Dataset entries
******************************
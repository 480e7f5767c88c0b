//! procfs-backed introspection
//!
//! Tier mapping on Linux:
//! - module info: the `exe` link of the process
//! - native buffer: the first `cmdline` argument, read into a bounded buffer
//!   and accepted only when its file name matches the process name
//! - management: a scan of `maps` for the executable image mapping

use std::fs::{self, File};
use std::io::{BufRead, BufReader, Read};
use std::path::{Path, PathBuf};
use std::time::{Duration, Instant};

use super::introspector::{ProcessIdentity, ProcessIntrospector};
use crate::error::{GovernorError, GovernorResult};

/// Kernel truncates `comm` names to this many bytes
const COMM_NAME_LEN: usize = 15;

const DELETED_SUFFIX: &str = " (deleted)";

#[derive(Debug, Clone)]
pub struct ProcfsIntrospector {
    root: PathBuf,
}

impl Default for ProcfsIntrospector {
    fn default() -> Self {
        Self::new()
    }
}

impl ProcfsIntrospector {
    pub fn new() -> Self {
        Self::with_root("/proc")
    }

    /// Read from a procfs mount other than `/proc`
    pub fn with_root(root: impl Into<PathBuf>) -> Self {
        Self { root: root.into() }
    }

    fn process_dir(&self, pid: i32) -> GovernorResult<PathBuf> {
        if pid <= 0 {
            return Err(GovernorError::invalid_argument(format!("pid {}", pid)));
        }
        Ok(self.root.join(pid.to_string()))
    }
}

/// Whether an image file name belongs to a process called `name`
fn name_matches(file_name: &str, name: &str) -> bool {
    file_name == name || (name.len() >= COMM_NAME_LEN && file_name.starts_with(name))
}

fn strip_deleted(path: &str) -> &str {
    path.strip_suffix(DELETED_SUFFIX).unwrap_or(path)
}

/// Path column of an executable `maps` line
fn executable_mapping(line: &str) -> Option<&str> {
    let mut fields = line.splitn(6, char::is_whitespace);
    let _range = fields.next()?;
    let perms = fields.next()?;
    if !perms.contains('x') {
        return None;
    }
    let pathname = fields.nth(3)?.trim_start();
    pathname.starts_with('/').then(|| strip_deleted(pathname))
}

impl ProcessIntrospector for ProcfsIntrospector {
    fn module_file_name(&self, process: &ProcessIdentity) -> GovernorResult<PathBuf> {
        let link = fs::read_link(self.process_dir(process.pid)?.join("exe"))?;
        match link.to_str() {
            Some(text) => Ok(PathBuf::from(strip_deleted(text))),
            None => Ok(link),
        }
    }

    fn image_file_name(&self, process: &ProcessIdentity, capacity: usize) -> GovernorResult<PathBuf> {
        let file = File::open(self.process_dir(process.pid)?.join("cmdline"))?;

        let mut buffer = Vec::with_capacity(capacity.min(4096));
        file.take(capacity as u64).read_to_end(&mut buffer)?;

        let first = buffer.split(|byte| *byte == 0).next().unwrap_or_default();
        let text = std::str::from_utf8(first)
            .map_err(|_| GovernorError::Io("cmdline is not valid UTF-8".to_string()))?;

        // Kernel threads have no cmdline; relative argv[0] is not a path.
        if text.is_empty() || !Path::new(text).is_absolute() {
            return Err(GovernorError::NotFound);
        }

        // argv[0] is writable by the process; only trust it when it names
        // the same image.
        let file_name = Path::new(text)
            .file_name()
            .and_then(|name| name.to_str())
            .unwrap_or_default();
        if !name_matches(file_name, &process.name) {
            log::trace!(
                "cmdline of pid {} names {} instead of {}",
                process.pid,
                file_name,
                process.name
            );
            return Err(GovernorError::NotFound);
        }
        Ok(PathBuf::from(text))
    }

    fn management_query(
        &self,
        process: &ProcessIdentity,
        timeout: Duration,
    ) -> GovernorResult<PathBuf> {
        let started = Instant::now();
        let reader = BufReader::new(File::open(self.process_dir(process.pid)?.join("maps"))?);

        let mut first_executable: Option<String> = None;
        for line in reader.lines() {
            if started.elapsed() > timeout {
                return Err(GovernorError::Timeout(timeout));
            }

            let line = line?;
            let Some(pathname) = executable_mapping(&line) else {
                continue;
            };

            let file_name = Path::new(pathname)
                .file_name()
                .and_then(|name| name.to_str())
                .unwrap_or_default();
            if name_matches(file_name, &process.name) {
                return Ok(PathBuf::from(pathname));
            }
            if first_executable.is_none() {
                first_executable = Some(pathname.to_string());
            }
        }

        first_executable
            .map(PathBuf::from)
            .ok_or(GovernorError::NotFound)
    }
}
******************************
» **TASK STATEMENT**: Looking at the records above, in how many lines does the word "capacity" occur? Reply with the number alone.

» **YOUR RESPONSE**: 3